Estalar o corpo faz mal? Entenda quando o hábito merece atenção
Estalar os dedos, o pescoço ou as costas é um hábito comum para muitas pessoas, seja por costume, sensação de alívio ou até ansiedade. Segundo Rimon Tannous, coordenador do curso de Fisioterapia da Anhanguera Ribeirão Preto, na maioria dos casos, o estalo em si não causa danos à saúde.
“O som ocorre, geralmente, por uma mudança de pressão dentro da articulação, com liberação de gases presentes no líquido sinovial. Isso é comum e, isoladamente, não representa risco”, explica.
Em algumas situações, o estalo pode vir acompanhado de uma sensação momentânea de relaxamento. “Quando existe rigidez muscular ou articular, o movimento pode gerar uma percepção de alívio. No entanto, isso não significa que o problema foi tratado”, alerta o fisioterapeuta.
Quando o estalo se torna sinal de alerta
O cuidado começa quando o estalo passa a ser frequente, forçado ou acompanhado de dor. Nesses casos, pode indicar desequilíbrios musculares, sobrecarga articular, inflamações ou até desgaste das articulações. “Forçar o estalo, principalmente no pescoço e na coluna, pode aumentar a instabilidade articular ao longo do tempo e favorecer lesões”, afirma Rimon Tannous.
Entre os principais sinais de alerta, estão:
- Estalos acompanhados de dor ou desconforto;
- Sensação de inchaço ou rigidez na articulação;
- Limitação de movimento;
- Necessidade constante de estalar a mesma região.
Ao notar esses sinais, a orientação é procurar um profissional de saúde. “O corpo dá sinais. Ignorá-los ou tentar resolver sozinho pode agravar o quadro”, ressalta.
Atenção ao hábito repetitivo
Outro ponto de atenção é o hábito repetitivo. “Estalar constantemente pode estar relacionado à ansiedade, à postura inadequada ou ao sedentarismo. O corpo acaba pedindo movimento, mas da forma errada”, explica o fisioterapeuta.

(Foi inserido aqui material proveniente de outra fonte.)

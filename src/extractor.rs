//! Form record extraction.
//!
//! [`FormExtractor`] walks an ordered snapshot of form controls and builds a
//! flat [`FormRecord`]. Ordinary fields are handled synchronously by
//! [`FormExtractor::extract`]; file inputs are folded in by the async
//! [`FormExtractor::extract_with_files`], which encodes each attached file
//! as a base64 data URI.
//!
//! # Example
//!
//! ```
//! use form_json::{FormControl, FormExtractor};
//!
//! let extractor = FormExtractor::new(vec![
//!     FormControl::text("user", "alice"),
//!     FormControl::checkbox("tags", "x").checked(),
//!     FormControl::checkbox("tags", "y"),
//! ]);
//!
//! let record = extractor.extract();
//! assert_eq!(record.get("user").and_then(|v| v.as_text()), Some("alice"));
//! // "tags" names two checkboxes, so its value is a group even though
//! // only one is checked.
//! assert_eq!(record.get("tags").and_then(|v| v.as_array()), Some(&["x".to_string()][..]));
//! ```

use crate::control::{ControlType, FormControl};
use crate::data_uri;
use crate::error::Result;
use crate::record::{FieldValue, FormRecord};
use indexmap::map::Entry;
use indexmap::IndexMap;

/// Walks a form's control collection and produces flat records.
///
/// The control collection is captured once at construction and treated as
/// read-only; every extraction call returns a fresh record.
pub struct FormExtractor {
    controls: Vec<FormControl>,
}

impl FormExtractor {
    /// Create an extractor over a snapshot of form controls.
    pub fn new(controls: Vec<FormControl>) -> Self {
        Self { controls }
    }

    /// The control snapshot this extractor walks.
    pub fn controls(&self) -> &[FormControl] {
        &self.controls
    }

    /// Extract all non-file fields into a record.
    ///
    /// Controls are visited in collection order. Controls with an empty
    /// name or value, unchecked checkboxes and radios, and file inputs are
    /// skipped. A name owned by two or more checkbox controls always
    /// produces a value group; any other duplicate name resolves to the
    /// last written value.
    ///
    /// This path performs no I/O and cannot fail.
    pub fn extract(&self) -> FormRecord {
        let mut record = FormRecord::new();

        for control in &self.controls {
            if !Self::is_valid_element(control)
                || !Self::is_valid_value(control)
                || Self::is_file(control)
            {
                log::debug!("Skipping control '{}'", control.name);
                continue;
            }

            if Self::is_checkbox(control) {
                if self.has_many_checkboxes(&control.name) {
                    if !matches!(record.get(&control.name), Some(FieldValue::Array(_))) {
                        record.insert(control.name.clone(), FieldValue::Array(Vec::new()));
                    }
                    if let Some(FieldValue::Array(values)) = record.get_mut(&control.name) {
                        values.push(control.value.clone());
                    }
                } else {
                    record.insert(control.name.clone(), FieldValue::Text(control.value.clone()));
                }
            } else if Self::is_multi_select(control) {
                record.insert(control.name.clone(), FieldValue::Array(control.selected_values()));
            } else {
                record.insert(
                    control.name.clone(),
                    FieldValue::Text(control.effective_value().to_string()),
                );
            }
        }

        record
    }

    /// Extract all fields, encoding attached files as base64 data URIs.
    ///
    /// Builds the synchronous record first, then encodes files strictly
    /// sequentially: controls in collection order, files within a
    /// `multiple` control in their attached order. A control without the
    /// `multiple` flag contributes only its first attached file. Encoded
    /// files accumulate per field name (one file yields a single string,
    /// further files under the same name promote the entry to a group) and
    /// finally overwrite any non-file field sharing the name.
    ///
    /// The first failed file read aborts the remaining encodings and
    /// returns that error; no partial file fields are merged.
    pub async fn extract_with_files(&self) -> Result<FormRecord> {
        let mut record = self.extract();
        let mut store = FileStore::default();

        for control in self.controls.iter().filter(|c| Self::is_file(c)) {
            if control.multiple {
                for file in &control.files {
                    log::debug!("Encoding file '{}' for field '{}'", file.file_name, control.name);
                    let uri = data_uri::encode(file).await?;
                    store.add(&control.name, uri);
                }
            } else if let Some(file) = control.files.first() {
                log::debug!("Encoding file '{}' for field '{}'", file.file_name, control.name);
                let uri = data_uri::encode(file).await?;
                store.add(&control.name, uri);
            }
        }

        store.merge_into(&mut record);
        Ok(record)
    }

    /// Whether two or more checkbox controls in the collection share `name`.
    fn has_many_checkboxes(&self, name: &str) -> bool {
        self.controls
            .iter()
            .filter(|c| Self::is_checkbox(c) && c.name == name)
            .nth(1)
            .is_some()
    }

    /// A control contributes a field only with a non-empty name and value.
    fn is_valid_element(control: &FormControl) -> bool {
        !control.name.is_empty() && !control.effective_value().is_empty()
    }

    /// Unchecked checkboxes and radios carry no submittable value.
    fn is_valid_value(control: &FormControl) -> bool {
        !matches!(control.control_type, ControlType::Checkbox | ControlType::Radio)
            || control.checked
    }

    fn is_checkbox(control: &FormControl) -> bool {
        control.control_type == ControlType::Checkbox
    }

    fn is_multi_select(control: &FormControl) -> bool {
        control.control_type == ControlType::Select && control.multiple
    }

    fn is_file(control: &FormControl) -> bool {
        control.control_type == ControlType::File
    }
}

/// Per-call accumulator for encoded files, keyed by field name.
///
/// Lives only for the duration of one `extract_with_files` call; nothing is
/// shared across invocations.
#[derive(Default)]
struct FileStore {
    entries: IndexMap<String, FieldValue>,
}

impl FileStore {
    /// Accumulate one encoded file under `name`.
    ///
    /// The first file for a name is stored as a bare string; the second
    /// promotes the entry to a two-element group; later files append.
    fn add(&mut self, name: &str, data_uri: String) {
        match self.entries.entry(name.to_string()) {
            Entry::Vacant(slot) => {
                slot.insert(FieldValue::Text(data_uri));
            },
            Entry::Occupied(mut slot) => {
                let value = slot.get_mut();
                let previous = std::mem::replace(value, FieldValue::Array(Vec::new()));
                *value = match previous {
                    FieldValue::Text(first) => FieldValue::Array(vec![first, data_uri]),
                    FieldValue::Array(mut values) => {
                        values.push(data_uri);
                        FieldValue::Array(values)
                    },
                };
            },
        }
    }

    /// Merge accumulated file fields into `record`, overwriting same-name
    /// entries.
    fn merge_into(self, record: &mut FormRecord) {
        for (name, value) in self.entries {
            record.insert(name, value);
        }
    }
}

Para quem sente necessidade frequente de estalar o corpo, a recomendação é investir em alongamentos, fortalecimento muscular e atividade física regular. “A fisioterapia atua justamente na causa do desconforto, melhorando mobilidade, postura e equilíbrio muscular, sem sobrecarregar as articulações”, destaca o coordenador.